En tout cas, les exemples de sportifs prenant des postures militantes se multiplient ces derniers mois. J’y vois tout d’abord l’effet d’une évolution du statut du sport : il sort définitivement de la bulle qui était la sienne pour prendre, enfin, une place au coeur de la vie publique. Les sportifs aujourd’hui sont beaucoup plus conscients de l’impact qu’ils peuvent avoir et ils en jouent. Cela peut paraître paradoxal par rapport à d’autres phénomènes qu’on observe comme la dépolitisation ou un désintérêt pour le politique. En outre, les sportifs ne semblaient pas les mieux placés pour occuper ce rôle. En effet, ils ont longtemps semblé très éloignés des questions politiques. Le sport s’est aussi construit sur un mythe, celui de son apolitisme, même s’il y a une série d’exemples de sportifs au fil de l’histoire qui n’ont pas respecté cette règle tacite qui voulait qu’ils ne se mêlent pas de politique.
Pour prendre cette place, les sportifs doivent-ils forcer certains cadres ?

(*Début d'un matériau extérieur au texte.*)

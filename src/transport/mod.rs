//! Transport module - the byte pipe under the DM session.
//!
//! Provides:
//! - [`Transport`]: the seam the session drives
//! - [`StreamTransport`]: adapter over tokio streams (TCP or caller-provided TLS)
//! - [`MockTransport`]: in-memory transport for tests

mod mock;
mod stream;
mod traits;

pub use mock::MockTransport;
pub use stream::{Connector, StreamTransport, TcpConnector, DEFAULT_READ_TIMEOUT};
pub use traits::Transport;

On sait par exemple qu’une communication très corsetée leur est imposée par leurs clubs, leurs fédérations… À partir du moment où ce qu’ils font ne suscite pas de controverses et est même susceptible d’indiquer un engagement positif, on peut considérer que cela fait partie d’une stratégie de communication. Mais certains gestes, certaines attitudes peuvent être moins maîtrisés et poser des problèmes pour les athlètes qui les ont. Si vous prenez aujourd’hui ce geste du genou à terre, c’est devenu un geste très convenu, même un passage obligé dans certains cas. On peut penser que le propre de l’engagement politique serait quelque part de prendre des risques : celui, d’être exclu, d’être mis sur le côté…, Colin Kaepernick, qui fut le premier à avoir ce geste, a pris ce risque et en a payé le prix d’ailleurs avec des conséquences sur sa carrière et sa vie même. Ce n’est plus le cas aujourd’hui pour ceux qui reprennent le geste. A leur niveau, on peut estimer qu’il y a une part de communication dans certains cas, qui rencontre les demandes de leurs fans.
Peut-on voir cela comme une espèce de retour à la normale pour des sportifs à qui trop souvent on a dénié la possibilité d’une parole politique ?
Je dirais que les prises de position qu’ils prennent sont des actes citoyens de bon sens qui les engagent, certes, mais qui ne les empêchent pas d’avoir eux aussi leurs préjugés. Certains de ses sportifs d’ailleurs polarisent tellement l’attention qu’on peut relever, les concernant, à la fois des prises de position claires, mais également dans des moments plus relâchés des comportements plus problématiques. Cela étant, ces sportifs participent incontestablement à la mise en place d’une espèce de citoyenneté par le sport, qui est de bon aloi à mon avis. Cette citoyenneté existait déjà pour les artistes, mais pas encore pour les sportifs qui, à cet égard, peuvent désormais être rapprochés des chanteurs, des acteurs, des écrivains… Je veux dire par là que les sportifs utilisent eux aussi leurs métiers pour faire passer des messages et s’exprimer en tant que citoyens.
Les sportifs sont-ils aptes à faire avancer des causes en les portant publiquement ?
Dans l’histoire, certains sportifs ont eu une véritable conscience politique. Je ne dirais pas que c’est le cas de tous les sportifs qui embrassent aujourd’hui des causes. Selon moi, c’est même une minorité qui a ce degré-là d’engagement.
Reste que tous les sportifs qui prennent des positions participent à une tendance de fond propre à différents pays et démontrent que le sport peut lui aussi déployer des ressources en faveur de la citoyenneté.